Anne Dalke's picture
I have for many years used, as a keystone in a first-year writing course I co-designed and co-teach @ Bryn Mawr, a phrase from Scene 8 of Bertold Brecht’s play Galileo: “blest be the land that needs no hero!” Galileo says this, when his friends express their disappointment that he has not held out against the Inquisition (to the right is a performance this scene for a Summer Institute for K-12 teachers). “Blest be the land that needs no hero” is a phrase that my students need some time understanding, much less accepting. We generally arrive at an agreement that Brecht is warning against looking to others as ideals, as models or representations of the good. Rather than blaming others for their cowardice or failure to live up to our ideals, to fulfill our needs, we should look to ourselves.

This ringing phrase, and the discussions it has engendered over the past five years, have come back to haunt me this week. We came to Monteverde less for its famous cloudforest reserve, than because of the history of the Quakers in this area: four draft resistors, all young dairy farmers, were told by an Alabama judge in 1949, “If you like this country you should obey the laws of this country, and if you don’t like it, you ought to move out…” Thirty-some other family members and friends agreed with them that the U.S. economy had become “so involved with military effort throughout the world that a person can hardly make a living without being a part of that system. Even the price of milk depends upon it.” Wanting to live without contributing to that system, and also seeking a less materialistic place to raise their children, this group moved to Monteverde. Theirs is a story filled with much hardship and difficulty (oh, the stories!); by their own account, they were “heretics” (=in the late Latin meaning of “able to choose,” or dissenters). The community they created in Monteverde still exists, complete with Meetinghouse, bilingual school, cooperative creamery and lots of good fellowship—if still @ some distance from the poorer Ticos in this area.

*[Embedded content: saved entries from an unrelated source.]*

//! Periodic maintenance.
//!
//! A sweep recomputes every stored score against the current influence
//! sources (so decay keeps moving scores between events) and drops rate-limit
//! entries past their retention window. `run_once` is synchronous; with the
//! `async` feature, `start` runs it on a tokio interval until shut down.

use crate::application::limiter::RateLimiter;
use crate::application::orchestrator::{RankingError, RankingOrchestrator, SweepReport};
use crate::application::ports::Storage;
use crate::domain::gate::RateLimitEntry;
use std::sync::Arc;
use std::time::Duration;
use thiserror::Error;

#[cfg(feature = "async")]
use tokio::sync::oneshot;
#[cfg(feature = "async")]
use tokio::task::JoinHandle;
#[cfg(feature = "async")]
use tokio::time::interval;
#[cfg(feature = "async")]
use tracing::{debug, warn};

/// Error returned when a sweep configuration is invalid.
#[derive(Debug, Clone, PartialEq, Eq, Error)]
pub enum SweepConfigError {
    /// Sweep interval was zero
    #[error("sweep interval must be greater than 0")]
    ZeroInterval,
    /// Rate-limit retention was zero
    #[error("rate-limit retention must be greater than 0")]
    ZeroRetention,
}

/// How often to sweep and how long idle rate-limit entries are kept.
#[derive(Debug, Clone, Copy, PartialEq, Eq)]
pub struct SweepConfig {
    /// Time between sweeps
    pub interval: Duration,
    /// Age after which a rate-limit entry is dropped
    pub retention: Duration,
}

impl Default for SweepConfig {
    fn default() -> Self {
        Self {
            interval: Duration::from_secs(5 * 60),
            retention: Duration::from_secs(60),
        }
    }
}

impl SweepConfig {
    /// Create a configuration.
    ///
    /// # Errors
    /// Returns an error if either duration is zero.
    pub fn new(interval: Duration, retention: Duration) -> Result<Self, SweepConfigError> {
        if interval.is_zero() {
            return Err(SweepConfigError::ZeroInterval);
        }
        if retention.is_zero() {
            return Err(SweepConfigError::ZeroRetention);
        }
        Ok(Self {
            interval,
            retention,
        })
    }
}

/// Outcome of one maintenance pass.
#[derive(Debug, Clone, Copy, PartialEq, Eq)]
pub struct MaintenanceReport {
    /// Score recomputation summary
    pub sweep: SweepReport,
    /// Rate-limit entries dropped
    pub rate_limit_entries_evicted: usize,
}

/// Runs score sweeps and rate-limit cleanup.
pub struct Sweeper<S>
where
    S: Storage<String, RateLimitEntry> + Clone,
{
    orchestrator: Arc<RankingOrchestrator>,
    limiter: Arc<RateLimiter<S>>,
    config: SweepConfig,
}

impl<S> Sweeper<S>
where
    S: Storage<String, RateLimitEntry> + Clone,
{
    /// Create a sweeper.
    pub fn new(
        orchestrator: Arc<RankingOrchestrator>,
        limiter: Arc<RateLimiter<S>>,
        config: SweepConfig,
    ) -> Self {
        Self {
            orchestrator,
            limiter,
            config,
        }
    }

    /// Run one maintenance pass now.
    pub fn run_once(&self) -> Result<MaintenanceReport, RankingError> {
        let rate_limit_entries_evicted = self.limiter.evict_stale(self.config.retention);
        let sweep = self.orchestrator.sweep()?;
        Ok(MaintenanceReport {
            sweep,
            rate_limit_entries_evicted,
        })
    }

    /// Get the configuration.
    pub fn config(&self) -> &SweepConfig {
        &self.config
    }

    /// Run `run_once` every interval on the tokio runtime until shut down.
    ///
    /// The first pass runs immediately. Failed passes are logged and the loop
    /// keeps going.
    ///
    /// # Panics
    /// Panics if called outside a tokio runtime.
    #[cfg(feature = "async")]
    pub fn start(self) -> SweepHandle
    where
        S: Send + Sync + 'static,
    {
        let (shutdown_tx, mut shutdown_rx) = oneshot::channel();

        let task = tokio::spawn(async move {
            let mut ticker = interval(self.config.interval);
            // Set once the handle is dropped without a shutdown signal.
            let mut detached = false;

            loop {
                tokio::select! {
                    _ = ticker.tick() => {
                        match self.run_once() {
                            Ok(report) => debug!(
                                items_updated = report.sweep.items_updated,
                                evicted = report.rate_limit_entries_evicted,
                                "scheduled maintenance finished"
                            ),
                            Err(e) => warn!(error = %e, "scheduled maintenance failed"),
                        }
                    }
                    signal = &mut shutdown_rx, if !detached => {
                        if signal.is_ok() {
                            debug!("sweeper received shutdown signal");
                            break;
                        }
                        detached = true;
                    }
                }
            }
        });

        SweepHandle {
            shutdown_tx: Some(shutdown_tx),
            task,
        }
    }
}

/// Error returned when stopping the background sweeper.
#[cfg(feature = "async")]
#[derive(Debug, Error)]
pub enum ShutdownError {
    /// The task had already exited and could not be signalled
    #[error("sweeper task already stopped")]
    AlreadyStopped,
    /// The task panicked
    #[error("sweeper task panicked")]
    TaskPanicked,
    /// The task was cancelled
    #[error("sweeper task was cancelled")]
    TaskCancelled,
    /// The task did not stop in time
    #[error("sweeper task did not stop within {0:?}")]
    Timeout(Duration),
}

/// Handle to a running background sweeper.
///
/// Dropping the handle leaves the task running; call `shutdown` to stop it.
#[cfg(feature = "async")]
#[derive(Debug)]
pub struct SweepHandle {
    shutdown_tx: Option<oneshot::Sender<()>>,
    task: JoinHandle<()>,
}

#[cfg(feature = "async")]
impl SweepHandle {
    const SHUTDOWN_TIMEOUT: Duration = Duration::from_secs(10);

    /// Whether the task is still running.
    pub fn is_running(&self) -> bool {
        !self.task.is_finished()
    }

    /// Signal the task to stop and wait for it to finish.
    pub async fn shutdown(mut self) -> Result<(), ShutdownError> {
        let signalled = self
            .shutdown_tx
            .take()
            .map(|tx| tx.send(()).is_ok())
            .unwrap_or(false);

        match tokio::time::timeout(Self::SHUTDOWN_TIMEOUT, &mut self.task).await {
            Ok(Ok(())) if signalled => Ok(()),
            Ok(Ok(())) => Err(ShutdownError::AlreadyStopped),
            Ok(Err(e)) if e.is_panic() => Err(ShutdownError::TaskPanicked),
            Ok(Err(_)) => Err(ShutdownError::TaskCancelled),
            Err(_) => {
                self.task.abort();
                Err(ShutdownError::Timeout(Self::SHUTDOWN_TIMEOUT))
            }
        }
    }
}

#[cfg(test)]
mod tests {
    use super::*;
    use crate::application::metrics::Metrics;
    use crate::application::orchestrator::Stores;
    use crate::application::registry::GateRegistry;
    use crate::domain::commitment::ServerSecret;
    use crate::domain::geo::GeoPoint;
    use crate::domain::model::ItemId;
    use crate::infrastructure::mocks::{MockClock, MockVerifier};
    use crate::infrastructure::storage::ShardedStorage;
    use chrono::Utc;

    type TestSweeper = Sweeper<Arc<ShardedStorage<String, RateLimitEntry>>>;

    fn sweeper(config: SweepConfig) -> (TestSweeper, Arc<RankingOrchestrator>, MockClock) {
        let clock = MockClock::new(Utc::now());
        let metrics = Metrics::new();
        let orchestrator = Arc::new(RankingOrchestrator::new(
            Stores::in_memory(),
            Arc::new(MockVerifier::accept_all()),
            Arc::new(clock.clone()),
            ServerSecret::new("s").unwrap(),
            metrics.clone(),
            3,
        ));
        let registry = GateRegistry::new(Arc::new(ShardedStorage::new()), Arc::new(clock.clone()));
        let limiter = Arc::new(RateLimiter::new(registry, metrics));
        (
            Sweeper::new(Arc::clone(&orchestrator), limiter, config),
            orchestrator,
            clock,
        )
    }

    #[test]
    fn test_config_rejects_zero() {
        assert_eq!(
            SweepConfig::new(Duration::ZERO, Duration::from_secs(1)),
            Err(SweepConfigError::ZeroInterval)
        );
        assert_eq!(
            SweepConfig::new(Duration::from_secs(1), Duration::ZERO),
            Err(SweepConfigError::ZeroRetention)
        );
    }

    #[test]
    fn test_default_config() {
        let config = SweepConfig::default();
        assert_eq!(config.interval, Duration::from_secs(300));
        assert_eq!(config.retention, Duration::from_secs(60));
    }

    #[test]
    fn test_run_once_sweeps_and_evicts() {
        let (sweeper, orchestrator, clock) = sweeper(SweepConfig::default());
        orchestrator
            .create_item(ItemId::from("a"), GeoPoint::new(0.0, 0.0).unwrap(), "0x1", "sig")
            .unwrap();
        sweeper.limiter.allow("10.0.0.1", Duration::from_secs(10));

        clock.advance(Duration::from_secs(61));
        let report = sweeper.run_once().unwrap();

        assert_eq!(report.sweep.items_updated, 1);
        assert_eq!(report.rate_limit_entries_evicted, 1);
        assert!(sweeper.limiter.registry().is_empty());
    }

    #[cfg(feature = "async")]
    #[tokio::test]
    async fn test_start_and_shutdown() {
        let config = SweepConfig::new(Duration::from_millis(20), Duration::from_secs(60)).unwrap();
        let (sweeper, orchestrator, _) = sweeper(config);

        let handle = sweeper.start();
        tokio::time::sleep(Duration::from_millis(70)).await;
        assert!(handle.is_running());

        handle.shutdown().await.expect("shutdown failed");
        assert!(orchestrator.metrics().sweeps_completed() >= 2);
    }

    #[cfg(feature = "async")]
    #[tokio::test]
    async fn test_dropped_handle_keeps_running() {
        let config = SweepConfig::new(Duration::from_millis(20), Duration::from_secs(60)).unwrap();
        let (sweeper, orchestrator, _) = sweeper(config);

        drop(sweeper.start());
        tokio::time::sleep(Duration::from_millis(70)).await;

        assert!(orchestrator.metrics().sweeps_completed() >= 2);
    }
}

Far as we’ve been able tell, so far, there are three groups here, which intersect but don’t really interact much socially: the Ticos, the tourists, and the ex-pats. The economic gap between the Ticos and the tourists they service is huge. Yesterday morning, my host mother (who works as a cook in a restaurant serving “Nueva Latina” food) was describing to me some of the details of her hard life. Until 20 years ago, there was no electricity and no water in the houses here. She had six children (in as many years): three @ home, and three in the hospital. The ride to the hospital, in each case, was seven hours long--on horseback—in labor.

When our conversation ended, I went for a walk across the road, and up the hill—into the grounds of one of the huge Swiss-like hotels here: there were whirlpool baths beside each cabin, a massage parlor, beautiful (and very expensive) tables on a spacious patio….another world. Another planet.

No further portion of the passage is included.